Lorsque, le lendemain, elle s’est rendue au commissariat pour déposer une plainte, le même genre d’incompréhension régnait. « Le policier ne savait pas trop comment enregistrer ma plainte. Moi, j’estime que c’est une agression à main armée, et forcément, je me dis qu’il y avait mauvaise intention de la part de mon agresseur. J’ai pensé à une agression sexuelle. »

Des festivaliers sous tension

Le phénomène crée l’inquiétude en cette période particulièrement festive. La ministre de la Culture, Rima Abdul Malak, a abordé le sujet durant une visite du festival Hellfest, le 25 juin, affirmant qu’il s’agissait d’une « psychose davantage qu’un phénomène réel », et qu’un défi lancé sur les réseaux sociaux pourrait être à l’origine de toute l’affaire.
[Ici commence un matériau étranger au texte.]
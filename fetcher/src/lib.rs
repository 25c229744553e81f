use chain_api_primitives::*;
use reqwest::Client;
use std::fmt::Display;
use std::sync::Arc;
use std::time::Duration;
use tokio::sync::mpsc;

pub mod batch;
pub mod client;
pub mod types;
pub mod utils;

pub use batch::*;
pub use client::*;
pub use types::*;
pub use utils::*;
N’empêche que des festivaliers sont sur leurs gardes. À Marseille, destination d’attrait pour les fêtards, les piqûres alimentent les discussions, le soir. « Mes amis et moi avons pris l’habitude de surveiller nos verres pour être sûrs de ne pas être drogués. Là, c’est encore pire, je regarde derrière mon épaule parfois », raconte Jean Allard, un sportif de 20 ans, pas rassuré par les propos des autorités.

D’ailleurs, à Marseille, le dispositif Safer mis en place lors du plus grand festival de la ville du sud de la France pour limiter les risques de violences sexuelles et sexistes, en juin, n’aurait pas été infaillible. Même si aucun cas de piqûre n’a officiellement été recensé par les autorités, une jeune fille a témoigné à la télévision France 3 avoir été victime de l’une de ces mystérieuses attaques.

« Le risque zéro n’existe malheureusement pas, mais nous sommes là pour les réduire », a indiqué à La Presse Marc Brielles, responsable du dispositif Safer.